The company announced the results of an open-label, six-month safety re-treatment study (PRO-811) of patients with opioid dependence who previously completed a full six months of treatment in Titan's confirmatory Phase 3 clinical trial of the investigational drug Probuphine™. In the 85 patients enrolled in this retreatment study, Probuphine was shown to be well tolerated, including the implant insertion and removal procedures, with a low incidence of adverse events and overall safety profile similar to that observed in the confirmatory Phase 3 study. Patients also reported a decreased use of illicit opioids, good control of opioid withdrawal and cravings and high overall satisfaction with Probuphine. These data build upon the positive results of the Probuphine Phase 3 program reported to date and further support the company's preparation of a New Drug Application (NDA) for Probuphine.

Titan also provided an update on the preparation of the NDA for Probuphine, which it now plans to submit in the third quarter of this year. The company is on track to complete its analytical testing of Probuphine to provide additional Chemistry, Manufacturing and Control (CMC) data requested by the U.S. Food and Drug Administration (FDA) along with its preparation of the integrated clinical data, summary reports and electronic document preparation by mid-year. The manufacturing facility expansion and qualification for commercial scale production of Probuphine is in process, but has been slightly delayed due to longer than expected lead-time on air handling equipment and the manufacturing of three qualification batches is now expected to be completed in September.

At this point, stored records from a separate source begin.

//! User entity model.

use chrono::{DateTime, Utc};
use serde::{Deserialize, Serialize};
use sqlx::FromRow;
use uuid::Uuid;

use super::lifecycle::LifecycleState;
use super::role::Role;

/// A registered account in the CesiZen system.
#[derive(Debug, Clone, Serialize, Deserialize, FromRow)]
pub struct User {
    /// Unique account identifier.
    pub id: Uuid,
    /// Unique login name.
    pub login: String,
    /// Unique email address.
    pub email: String,
    /// Argon2 password hash.
    #[serde(skip_serializing)]
    pub password_hash: String,
    /// Account role.
    pub role: Role,
    /// When the account was created.
    pub created_at: DateTime<Utc>,
    /// Last successful login time.
    pub last_login_at: Option<DateTime<Utc>>,
    /// When the account was disabled by an admin, if it is.
    pub disabled_at: Option<DateTime<Utc>>,
    /// When the account was soft-deleted, if it is.
    pub deleted_at: Option<DateTime<Utc>>,
}

impl User {
    /// Derive the current lifecycle state from the timestamp fields.
    ///
    /// Call sites must go through this accessor rather than inspecting the
    /// timestamps directly.
    pub fn lifecycle(&self) -> LifecycleState {
        LifecycleState::classify(self.disabled_at, self.deleted_at)
    }

    /// Check if this account has admin privileges.
    pub fn is_admin(&self) -> bool {
        self.role.is_admin()
    }
}

/// Data required to insert a new account.
#[derive(Debug, Clone, Serialize, Deserialize)]
pub struct NewUser {
    /// Desired login (unique).
    pub login: String,
    /// Email address (unique).
    pub email: String,
    /// Pre-hashed password.
    pub password_hash: String,
    /// Assigned role.
    pub role: Role,
}
//! Policy table loading and indexing.

use std::collections::HashMap;

use serde::Deserialize;

use cesizen_core::error::AppError;
use cesizen_entity::user::Role;

use super::rule::{PathPattern, PolicyRule};

/// Deserialization target for the policy TOML file.
#[derive(Debug, Deserialize)]
struct PolicyFile {
    rules: Vec<PolicyRule>,
}

/// The loaded, immutable policy table.
///
/// Rules are indexed by `(role, verb)` at load time; after construction the
/// store is read-only and safe to share across request tasks without
/// locking.
#[derive(Debug, Clone)]
pub struct PolicyStore {
    index: HashMap<(Role, String), Vec<PathPattern>>,
    rule_count: usize,
}

impl PolicyStore {
    /// Build a store from an explicit rule list.
    pub fn from_rules(rules: Vec<PolicyRule>) -> Self {
        let rule_count = rules.len();
        let mut index: HashMap<(Role, String), Vec<PathPattern>> = HashMap::new();
        for rule in rules {
            index
                .entry((rule.role, rule.verb.to_uppercase()))
                .or_default()
                .push(PathPattern::parse(&rule.path));
        }
        Self { index, rule_count }
    }

    /// Load the policy table from a TOML file.
    ///
    /// A missing or malformed file is a startup failure; policy changes
    /// require a restart.
    pub fn load(path: &str) -> Result<Self, AppError> {
        let file: PolicyFile = config::Config::builder()
            .add_source(config::File::with_name(path))
            .build()
            .map_err(|e| {
                AppError::configuration(format!("Failed to read policy table '{path}': {e}"))
            })?
            .try_deserialize()
            .map_err(|e| {
                AppError::configuration(format!("Failed to parse policy table '{path}': {e}"))
            })?;

        tracing::info!(rules = file.rules.len(), path, "Loaded policy table");
        Ok(Self::from_rules(file.rules))
    }

    /// Number of rules loaded.
    pub fn len(&self) -> usize {
        self.rule_count
    }

    /// Whether the table holds no rules at all.
    pub fn is_empty(&self) -> bool {
        self.rule_count == 0
    }

    /// Whether some rule grants `verb` on `path` (already normalized) to
    /// `role`.
    pub(crate) fn grants(&self, role: Role, path: &str, verb: &str) -> bool {
        self.index
            .get(&(role, verb.to_uppercase()))
            .is_some_and(|patterns| patterns.iter().any(|p| p.matches(path)))
    }
}
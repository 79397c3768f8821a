//! Clock abstraction.
//!
//! Token issuance and expiry checks depend on the current time; injecting
//! the clock keeps those paths deterministic under test.

use chrono::{DateTime, Utc};

/// Source of the current time.
pub trait Clock: Send + Sync + std::fmt::Debug {
    /// Returns the current instant in UTC.
    fn now(&self) -> DateTime<Utc>;
}

/// Production clock backed by the system time.
#[derive(Debug, Clone, Copy, Default)]
pub struct SystemClock;

impl Clock for SystemClock {
    fn now(&self) -> DateTime<Utc> {
        Utc::now()
    }
}

/// Clock pinned to a fixed instant, for tests.
#[derive(Debug, Clone, Copy)]
pub struct FixedClock(pub DateTime<Utc>);

impl Clock for FixedClock {
    fn now(&self) -> DateTime<Utc> {
        self.0
    }
}

#[cfg(test)]
mod tests {
    use super::*;
    use chrono::TimeZone;

    #[test]
    fn fixed_clock_returns_its_instant() {
        let instant = Utc.with_ymd_and_hms(2025, 6, 1, 12, 0, 0).unwrap();
        assert_eq!(FixedClock(instant).now(), instant);
    }
}
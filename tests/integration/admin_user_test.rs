//! Integration tests for admin account management and route gating.

use http::StatusCode;
use serde_json::json;

use cesizen_entity::user::Role;

use crate::helpers::{TestApp, unique_login};

#[tokio::test]
#[ignore = "requires a PostgreSQL test database"]
async fn admin_route_denies_user_token_and_accepts_admin_token() {
    let app = TestApp::new().await;
    let user_login = unique_login("usr");
    let admin_login = unique_login("adm");
    app.create_user(&user_login, Role::User).await;
    app.create_user(&admin_login, Role::Admin).await;

    let user_token = app.login(&user_login).await;
    let admin_token = app.login(&admin_login).await;

    let denied = app
        .request("GET", "/admin/users", None, Some(&user_token))
        .await;
    assert_eq!(denied.status, StatusCode::UNAUTHORIZED);
    assert_eq!(denied.body["message"], "insufficient role");

    let allowed = app
        .request("GET", "/admin/users", None, Some(&admin_token))
        .await;
    assert_eq!(allowed.status, StatusCode::OK);
    assert!(allowed.body["users"].is_array());
}

#[tokio::test]
#[ignore = "requires a PostgreSQL test database"]
async fn disable_enable_round_trip() {
    let app = TestApp::new().await;
    let admin_login = unique_login("ade");
    let target_login = unique_login("tgt");
    app.create_user(&admin_login, Role::Admin).await;
    let target = app.create_user(&target_login, Role::User).await;
    let token = app.login(&admin_login).await;

    let disable = app
        .request(
            "PATCH",
            &format!("/admin/users/disable/{}", target.id),
            None,
            Some(&token),
        )
        .await;
    assert_eq!(disable.status, StatusCode::OK);

    // Second disable observes "already disabled".
    let again = app
        .request(
            "PATCH",
            &format!("/admin/users/disable/{}", target.id),
            None,
            Some(&token),
        )
        .await;
    assert_eq!(again.status, StatusCode::BAD_REQUEST);
    assert_eq!(again.body["message"], "Target account is already disabled");

    let enable = app
        .request(
            "PATCH",
            &format!("/admin/users/enable/{}", target.id),
            None,
            Some(&token),
        )
        .await;
    assert_eq!(enable.status, StatusCode::OK);

    let again = app
        .request(
            "PATCH",
            &format!("/admin/users/enable/{}", target.id),
            None,
            Some(&token),
        )
        .await;
    assert_eq!(again.status, StatusCode::BAD_REQUEST);
    assert_eq!(again.body["message"], "Target account is already enabled");
}

#[tokio::test]
#[ignore = "requires a PostgreSQL test database"]
async fn deletion_is_terminal() {
    let app = TestApp::new().await;
    let admin_login = unique_login("adt");
    let target_login = unique_login("ter");
    app.create_user(&admin_login, Role::Admin).await;
    let target = app.create_user(&target_login, Role::User).await;
    let token = app.login(&admin_login).await;

    let delete = app
        .request(
            "DELETE",
            &format!("/admin/users/delete/{}", target.id),
            None,
            Some(&token),
        )
        .await;
    assert_eq!(delete.status, StatusCode::OK);

    // Neither enable, disable, nor a second delete succeeds afterwards.
    let disable = app
        .request(
            "PATCH",
            &format!("/admin/users/disable/{}", target.id),
            None,
            Some(&token),
        )
        .await;
    assert_eq!(disable.status, StatusCode::BAD_REQUEST);
    assert_eq!(disable.body["message"], "Target account is deleted");

    let enable = app
        .request(
            "PATCH",
            &format!("/admin/users/enable/{}", target.id),
            None,
            Some(&token),
        )
        .await;
    assert_eq!(enable.status, StatusCode::BAD_REQUEST);
    assert_eq!(enable.body["message"], "Target account is deleted");

    let delete_again = app
        .request(
            "DELETE",
            &format!("/admin/users/delete/{}", target.id),
            None,
            Some(&token),
        )
        .await;
    assert_eq!(delete_again.status, StatusCode::BAD_REQUEST);
    assert_eq!(
        delete_again.body["message"],
        "Target account is already deleted"
    );
}

#[tokio::test]
#[ignore = "requires a PostgreSQL test database"]
async fn admin_accounts_are_immune_to_disable_and_delete() {
    let app = TestApp::new().await;
    let admin_login = unique_login("adi");
    let other_admin_login = unique_login("ado");
    app.create_user(&admin_login, Role::Admin).await;
    let other_admin = app.create_user(&other_admin_login, Role::Admin).await;
    let token = app.login(&admin_login).await;

    let disable = app
        .request(
            "PATCH",
            &format!("/admin/users/disable/{}", other_admin.id),
            None,
            Some(&token),
        )
        .await;
    assert_eq!(disable.status, StatusCode::BAD_REQUEST);
    assert_eq!(disable.body["message"], "Target account is an administrator");

    let delete = app
        .request(
            "DELETE",
            &format!("/admin/users/delete/{}", other_admin.id),
            None,
            Some(&token),
        )
        .await;
    assert_eq!(delete.status, StatusCode::BAD_REQUEST);
    assert_eq!(delete.body["message"], "Target account is an administrator");
}

#[tokio::test]
#[ignore = "requires a PostgreSQL test database"]
async fn promote_elevates_user_to_admin_once() {
    let app = TestApp::new().await;
    let admin_login = unique_login("adp");
    let target_login = unique_login("pro");
    app.create_user(&admin_login, Role::Admin).await;
    let target = app.create_user(&target_login, Role::User).await;
    let token = app.login(&admin_login).await;

    let promote = app
        .request(
            "PATCH",
            &format!("/admin/users/promote/{}", target.id),
            None,
            Some(&token),
        )
        .await;
    assert_eq!(promote.status, StatusCode::OK);

    let reloaded = app
        .state
        .user_repo
        .find_by_id(target.id)
        .await
        .unwrap()
        .unwrap();
    assert_eq!(reloaded.role, Role::Admin);

    let again = app
        .request(
            "PATCH",
            &format!("/admin/users/promote/{}", target.id),
            None,
            Some(&token),
        )
        .await;
    assert_eq!(again.status, StatusCode::BAD_REQUEST);
    assert_eq!(
        again.body["message"],
        "Target account is already an administrator"
    );
}

#[tokio::test]
#[ignore = "requires a PostgreSQL test database"]
async fn mutations_on_unknown_targets_fail_cleanly() {
    let app = TestApp::new().await;
    let admin_login = unique_login("adu");
    app.create_user(&admin_login, Role::Admin).await;
    let token = app.login(&admin_login).await;

    let missing = uuid::Uuid::new_v4();
    for (method, path) in [
        ("PATCH", format!("/admin/users/disable/{missing}")),
        ("PATCH", format!("/admin/users/enable/{missing}")),
        ("DELETE", format!("/admin/users/delete/{missing}")),
        ("PATCH", format!("/admin/users/promote/{missing}")),
    ] {
        let response = app.request(method, &path, None, Some(&token)).await;
        assert_eq!(response.status, StatusCode::BAD_REQUEST, "{path}");
        assert_eq!(response.body["message"], "Target account does not exist");
    }
}

#[tokio::test]
#[ignore = "requires a PostgreSQL test database"]
async fn listing_rejects_non_positive_pagination() {
    let app = TestApp::new().await;
    let admin_login = unique_login("adl");
    app.create_user(&admin_login, Role::Admin).await;
    let token = app.login(&admin_login).await;

    let response = app
        .request("GET", "/admin/users?page=0", None, Some(&token))
        .await;
    assert_eq!(response.status, StatusCode::BAD_REQUEST);

    let response = app
        .request("GET", "/admin/users?size=0", None, Some(&token))
        .await;
    assert_eq!(response.status, StatusCode::BAD_REQUEST);
}

#[tokio::test]
#[ignore = "requires a PostgreSQL test database"]
async fn listing_filters_by_derived_status() {
    let app = TestApp::new().await;
    let admin_login = unique_login("adf");
    let disabled_login = unique_login("dfl");
    app.create_user(&admin_login, Role::Admin).await;
    let disabled = app.create_user(&disabled_login, Role::User).await;
    let token = app.login(&admin_login).await;

    app.request(
        "PATCH",
        &format!("/admin/users/disable/{}", disabled.id),
        None,
        Some(&token),
    )
    .await;

    let response = app
        .request(
            "GET",
            "/admin/users?status=disabled&size=100",
            None,
            Some(&token),
        )
        .await;
    assert_eq!(response.status, StatusCode::OK);

    let users = response.body["users"].as_array().unwrap();
    assert!(
        users
            .iter()
            .any(|u| u["login"] == disabled_login.as_str() && u["status"] == "disabled")
    );
    assert!(users.iter().all(|u| u["status"] == "disabled"));
}

#[tokio::test]
#[ignore = "requires a PostgreSQL test database"]
async fn admin_article_lifecycle() {
    let app = TestApp::new().await;
    let admin_login = unique_login("art");
    app.create_user(&admin_login, Role::Admin).await;
    let token = app.login(&admin_login).await;

    // A category to file the article under.
    let category_id: i32 =
        sqlx::query_scalar("INSERT INTO categories (label) VALUES ($1) RETURNING id")
            .bind(format!("wellness-{admin_login}"))
            .fetch_one(&app.db_pool)
            .await
            .unwrap();

    let created = app
        .request(
            "POST",
            "/admin/article",
            Some(json!({
                "title": "Breathing through stress",
                "content": "<p>Slow down.</p>",
                "category": category_id,
            })),
            Some(&token),
        )
        .await;
    assert_eq!(created.status, StatusCode::CREATED, "{:?}", created.body);

    // Articles are publicly readable, no token required.
    let listing = app.request("GET", "/articles", None, None).await;
    assert_eq!(listing.status, StatusCode::OK);
    assert!(listing.body["count"].as_u64().unwrap() >= 1);

    // Creating against a dangling category is a validation failure.
    let dangling = app
        .request(
            "POST",
            "/admin/article",
            Some(json!({
                "title": "Orphan",
                "content": "<p>No home.</p>",
                "category": 999_999,
            })),
            Some(&token),
        )
        .await;
    assert_eq!(dangling.status, StatusCode::BAD_REQUEST);
}
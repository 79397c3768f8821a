//! Axum middleware stack.

pub mod cors;
pub mod gate;
pub mod logging;
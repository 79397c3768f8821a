//! Authentication configuration.

use serde::{Deserialize, Serialize};

use crate::error::AppError;

/// Signing algorithms accepted with a shared symmetric secret.
const HMAC_ALGORITHMS: &[&str] = &["HS256", "HS384", "HS512"];

/// Authentication and credential configuration.
///
/// The secret, algorithm, and TTL are deliberately defaultless: the process
/// must refuse to start without explicit values for them.
#[derive(Debug, Clone, Serialize, Deserialize)]
pub struct AuthConfig {
    /// Secret key for JWT signing.
    pub jwt_secret: String,
    /// JWT signing algorithm identifier (HMAC family).
    pub jwt_algorithm: String,
    /// Access token TTL in minutes.
    pub access_ttl_minutes: u64,
    /// Minimum password length.
    #[serde(default = "default_password_min")]
    pub password_min_length: usize,
    /// Maximum password length.
    #[serde(default = "default_password_max")]
    pub password_max_length: usize,
}

impl AuthConfig {
    /// Validate startup invariants that deserialization alone cannot express.
    pub fn validate(&self) -> Result<(), AppError> {
        if self.jwt_secret.is_empty() {
            return Err(AppError::configuration("auth.jwt_secret must not be empty"));
        }
        if !HMAC_ALGORITHMS.contains(&self.jwt_algorithm.as_str()) {
            return Err(AppError::configuration(format!(
                "auth.jwt_algorithm '{}' is not supported; expected one of: {}",
                self.jwt_algorithm,
                HMAC_ALGORITHMS.join(", ")
            )));
        }
        Ok(())
    }
}

fn default_password_min() -> usize {
    10
}

fn default_password_max() -> usize {
    50
}

#[cfg(test)]
mod tests {
    use super::*;

    fn config(algorithm: &str, secret: &str) -> AuthConfig {
        AuthConfig {
            jwt_secret: secret.to_string(),
            jwt_algorithm: algorithm.to_string(),
            access_ttl_minutes: 30,
            password_min_length: default_password_min(),
            password_max_length: default_password_max(),
        }
    }

    #[test]
    fn accepts_hmac_family() {
        for alg in ["HS256", "HS384", "HS512"] {
            assert!(config(alg, "secret").validate().is_ok());
        }
    }

    #[test]
    fn rejects_non_hmac_or_empty_secret() {
        assert!(config("RS256", "secret").validate().is_err());
        assert!(config("HS256", "").validate().is_err());
    }
}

"As a clinician, I know first-hand how desperate the patient need is for a safe and effective treatment for opioid dependence, especially one that patients feel improves their condition and their compliance," said Walter Ling, M.D., Professor of Psychiatry and Director, Integrated Substance Abuse Programs at the David Geffen School of Medicine at UCLA. "These data continue to show that Probuphine could represent a new and potentially improved method of delivering buprenorphine to patients -- one that improves the quality of life of patients, lessens physicians' concerns about compliance and medication diversion and shifts the treatment landscape."